For our natural[7] Will is to have God, and the Good Will of God is to have us; and we may never cease from willing nor from longing till we have Him in fullness of joy: and then may we no more desire.

For He willeth that we be occupied in knowing and loving till the time that we shall be fulfilled in Heaven; and therefore was this lesson of Love shewed, with all that followeth, as ye shall see. For the strength and the Ground of all was shewed in the First Sight. For of all things the beholding and the loving of the Maker maketh the soul to seem less in his own sight, and most filleth him with reverent dread and true meekness; with plenty of charity to his even-Christians.[8]

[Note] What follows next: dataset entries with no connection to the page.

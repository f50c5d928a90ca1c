//! Shortest distance from a point to a line via the dot product

use super::{set_bool, set_float, Control, ControlValue, Scene};
use crate::input::FrameContext;
use crate::rasterizer::{radians, Color, Framebuffer, Vec2};

/// Closest point on the line through `a` along unit `dir` to `point`.
/// Returns `(projected point, t)`; with `clamp_len` the parameter is clamped
/// to `[0, clamp_len]` (segment instead of infinite line).
pub fn closest_point_on_line(point: Vec2, a: Vec2, dir: Vec2, clamp_len: Option<f32>) -> (Vec2, f32) {
    let t = (point - a).dot(dir);
    let t = match clamp_len {
        Some(len) => t.clamp(0.0, len.max(0.0)),
        None => t,
    };
    (a + dir * t, t)
}

pub struct DotProjectionScene {
    time: f32,
    current_degree: f32,
    pub rotate_speed: f32,
    pub distance: f32,
    pub line_angle_deg: f32,
    pub line_length: f32,
    pub point_angle_deg: f32,
    pub animate_point: bool,
    pub clamp_segment: bool,
    last_distance: f32,
    last_proj_t: f32,
}

impl DotProjectionScene {
    pub fn new() -> Self {
        Self {
            time: 0.0,
            current_degree: 0.0,
            rotate_speed: 45.0,
            distance: 220.0,
            line_angle_deg: -15.0,
            line_length: 420.0,
            point_angle_deg: 50.0,
            animate_point: true,
            clamp_segment: true,
            last_distance: 0.0,
            last_proj_t: 0.0,
        }
    }

    /// Distance from the point to its projection, as of the last render
    pub fn last_distance(&self) -> f32 {
        self.last_distance
    }

    /// Projection parameter along the line, as of the last render
    pub fn last_proj_t(&self) -> f32 {
        self.last_proj_t
    }
}

impl Default for DotProjectionScene {
    fn default() -> Self {
        Self::new()
    }
}

impl Scene for DotProjectionScene {
    fn name(&self) -> &'static str {
        "DotProjection"
    }

    fn reset(&mut self) {
        self.time = 0.0;
    }

    fn update(&mut self, ctx: &FrameContext) {
        self.time += ctx.dt;
        if self.animate_point {
            self.current_degree += self.rotate_speed * ctx.dt;
            if self.current_degree.abs() >= 360.0 {
                self.current_degree %= 360.0;
            }
        } else {
            self.current_degree = self.point_angle_deg;
        }
    }

    fn render(&mut self, fb: &mut Framebuffer) {
        if fb.is_empty() {
            return;
        }
        let w = fb.width() as f32;
        let h = fb.height() as f32;
        let center = Vec2::new(w * 0.5, h * 0.5);

        let line_rad = radians(self.line_angle_deg);
        let dir = Vec2::new(line_rad.cos(), line_rad.sin()).normalize();
        let half_len = self.line_length * 0.5;
        let line_a = center - dir * half_len;
        let line_b = center + dir * half_len;

        let point_rad = radians(self.current_degree);
        let point = center + Vec2::new(point_rad.cos(), point_rad.sin()) * self.distance;

        let clamp = self.clamp_segment.then_some(self.line_length);
        let (proj, t) = closest_point_on_line(point, line_a, dir, clamp);
        self.last_proj_t = t;
        self.last_distance = (point - proj).length();

        let axis = Color::from_bytes(60, 70, 90, 255);
        let line_color = Color::from_bytes(230, 230, 230, 255);
        let point_color = Color::from_bytes(255, 120, 90, 255);
        let proj_color = Color::from_bytes(255, 210, 90, 255);
        let dist_color = Color::from_bytes(80, 220, 170, 255);

        fb.draw_line_f(Vec2::new(0.0, center.y), Vec2::new(w - 1.0, center.y), axis);
        fb.draw_line_f(Vec2::new(center.x, 0.0), Vec2::new(center.x, h - 1.0), axis);
        fb.draw_line_f(line_a, line_b, line_color);
        fb.draw_line_f(point, proj, dist_color);

        let marker = |fb: &mut Framebuffer, p: Vec2, r: i32, c: Color| {
            fb.draw_circle(p.x as i32, p.y as i32, r, c);
        };
        marker(fb, line_a, 4, line_color);
        marker(fb, line_b, 4, line_color);
        marker(fb, point, 5, point_color);
        marker(fb, proj, 4, proj_color);
    }

    fn describe_controls(&self) -> Vec<Control> {
        vec![
            Control::readout("Distance", self.last_distance),
            Control::readout("Projection t", self.last_proj_t),
            Control::toggle("Animate Point", self.animate_point),
            Control::toggle("Clamp to Segment", self.clamp_segment),
            Control::float("Line Angle (deg)", self.line_angle_deg, -180.0, 180.0),
            Control::float("Line Length", self.line_length, 50.0, 900.0),
            Control::float("Point Distance", self.distance, 10.0, 600.0),
            Control::float("Point Angle (deg)", self.point_angle_deg, -180.0, 180.0),
            Control::float("Rotate Speed (deg/s)", self.rotate_speed, -360.0, 360.0),
        ]
    }

    fn set_control(&mut self, name: &str, value: ControlValue) -> bool {
        match name {
            "Animate Point" => set_bool(&mut self.animate_point, value),
            "Clamp to Segment" => set_bool(&mut self.clamp_segment, value),
            "Line Angle (deg)" => set_float(&mut self.line_angle_deg, value),
            "Line Length" => set_float(&mut self.line_length, value),
            "Point Distance" => set_float(&mut self.distance, value),
            "Point Angle (deg)" => set_float(&mut self.point_angle_deg, value),
            "Rotate Speed (deg/s)" => set_float(&mut self.rotate_speed, value),
            _ => false,
        }
    }
}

[1] MS. "To make many menys." So in Letter 385 of The Paston Letters, 1422-1509 A.D.—"Our Soverayn Lord hath wonne the feld, & uppon the Munday next after Palmesunday, he was resseved in York with gret solempnyte & processyons. And the Mair & Comons of the said cite mad ther menys to have grace be [by] Lord Montagu & Lord Barenars, which be for the Kyngs coming in to the said cite, which graunted hem [them] grace." Letter 472 (from Margaret Paston).—"Your ryth wele willers have kounselyd me that I xuld kownsell you to maken other menys than ye have made, to other folks, that wold spede your matyrs better than they have done thatt ye have spoken to therof" (ed. by James Gairdner, vol i.). See ch. iv. p. [8].

[2] i.e. trustingly.

[3] bond as of relationship.

[4] "the bouke" = the bulk, the thorax.

[5] "witten."

[6] or, as in S. de Cressy, "immeasurable." The word, however, looks like "oninestimable" with the "on" blotted or erased.

[7] "kindly."

[8] "to his even cristen"—fellow-Christians ("even" = equal). Hamlet, Act v. Sc. i. "great folk ... more than their even Christian."